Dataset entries
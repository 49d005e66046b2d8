//! Genesis configuration.
//!
//! A [`GenesisConfig`] is read from TOML or JSON and turned into a ledger with
//! [`GenesisConfig::build`], which runs the genesis allocator.

use std::path::{Path, PathBuf};

use alloy_primitives::{Address, U256};
use serde::{Deserialize, Serialize};
use thiserror::Error;

use crate::{error::TokenError, ledger::SplittableToken};

/// Environment variable holding the genesis config path.
pub const GENESIS_PATH_ENV: &str = "SPLITTABLE_GENESIS";

/// Errors raised while loading or applying a genesis config.
#[derive(Debug, Error)]
pub enum ConfigError {
    /// The config file could not be read.
    #[error("failed to read {path}: {source}")]
    Io {
        /// File that was being read.
        path: PathBuf,
        /// Underlying I/O error.
        #[source]
        source: std::io::Error,
    },
    /// The document did not parse into a [`GenesisConfig`].
    #[error("invalid config: {0}")]
    Invalid(String),
    /// No path was given and the environment variable is unset.
    #[error("missing environment variable {0}")]
    MissingEnv(&'static str),
    /// The genesis allocator rejected the holders or amounts.
    #[error("genesis rejected: {0}")]
    Genesis(#[from] TokenError),
}

/// Genesis description for a splittable token.
///
/// Expected shape (TOML):
/// ```toml
/// name = "Billion Token for Test"
/// symbol = "BTT"
/// owner = "0xf39fd6e51aad88f6f4ce6ab8827279cfffb92266"
/// holders = ["0xf39fd6e51aad88f6f4ce6ab8827279cfffb92266"]
/// amounts = ["0x33b2e3c9fd0803ce8000000"]
/// contractAddress = "0x00000000000000000000000000000000000000fd"
/// ```
///
/// `holders` and `amounts` are kept as parallel arrays so a length mismatch is
/// reported by the allocator, not by the parser.
#[derive(Debug, Clone, PartialEq, Eq, Serialize, Deserialize)]
#[serde(rename_all = "camelCase")]
pub struct GenesisConfig {
    /// Token name.
    pub name: String,
    /// Token symbol.
    pub symbol: String,
    /// Owner allowed to increase supply.
    pub owner: Address,
    /// Initial holders.
    #[serde(default)]
    pub holders: Vec<Address>,
    /// Initial amounts in base units, index-aligned with `holders`.
    #[serde(default)]
    pub amounts: Vec<U256>,
    /// Address logs are attributed to when served through the ABI surface.
    #[serde(default)]
    pub contract_address: Option<Address>,
}

impl GenesisConfig {
    /// Parses a TOML document.
    pub fn from_toml_str(s: &str) -> Result<Self, ConfigError> {
        toml::from_str(s).map_err(|e| ConfigError::Invalid(e.to_string()))
    }

    /// Parses a JSON document.
    pub fn from_json_str(s: &str) -> Result<Self, ConfigError> {
        serde_json::from_str(s).map_err(|e| ConfigError::Invalid(e.to_string()))
    }

    /// Loads from disk; `.json` files are parsed as JSON, anything else as TOML.
    pub fn from_path(path: impl AsRef<Path>) -> Result<Self, ConfigError> {
        let path = path.as_ref();
        let raw = std::fs::read_to_string(path).map_err(|source| ConfigError::Io {
            path: path.to_path_buf(),
            source,
        })?;
        let is_json = path.extension().is_some_and(|ext| ext.eq_ignore_ascii_case("json"));
        if is_json {
            Self::from_json_str(&raw)
        } else {
            Self::from_toml_str(&raw)
        }
    }

    /// Loads the file named by `SPLITTABLE_GENESIS`.
    pub fn from_env() -> Result<Self, ConfigError> {
        let path = std::env::var(GENESIS_PATH_ENV)
            .map_err(|_| ConfigError::MissingEnv(GENESIS_PATH_ENV))?;
        Self::from_path(path)
    }

    /// Runs the genesis allocator.
    pub fn build(&self) -> Result<SplittableToken, ConfigError> {
        Ok(SplittableToken::initialize(
            self.owner,
            self.name.clone(),
            self.symbol.clone(),
            &self.holders,
            &self.amounts,
        )?)
    }
}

AIM OF THE EXERCISE =>
Gather up the lines containing the word "PathBuf" from these records and copy them.

FINAL ANSWER =>
use std::path::{Path, PathBuf};
        path: PathBuf,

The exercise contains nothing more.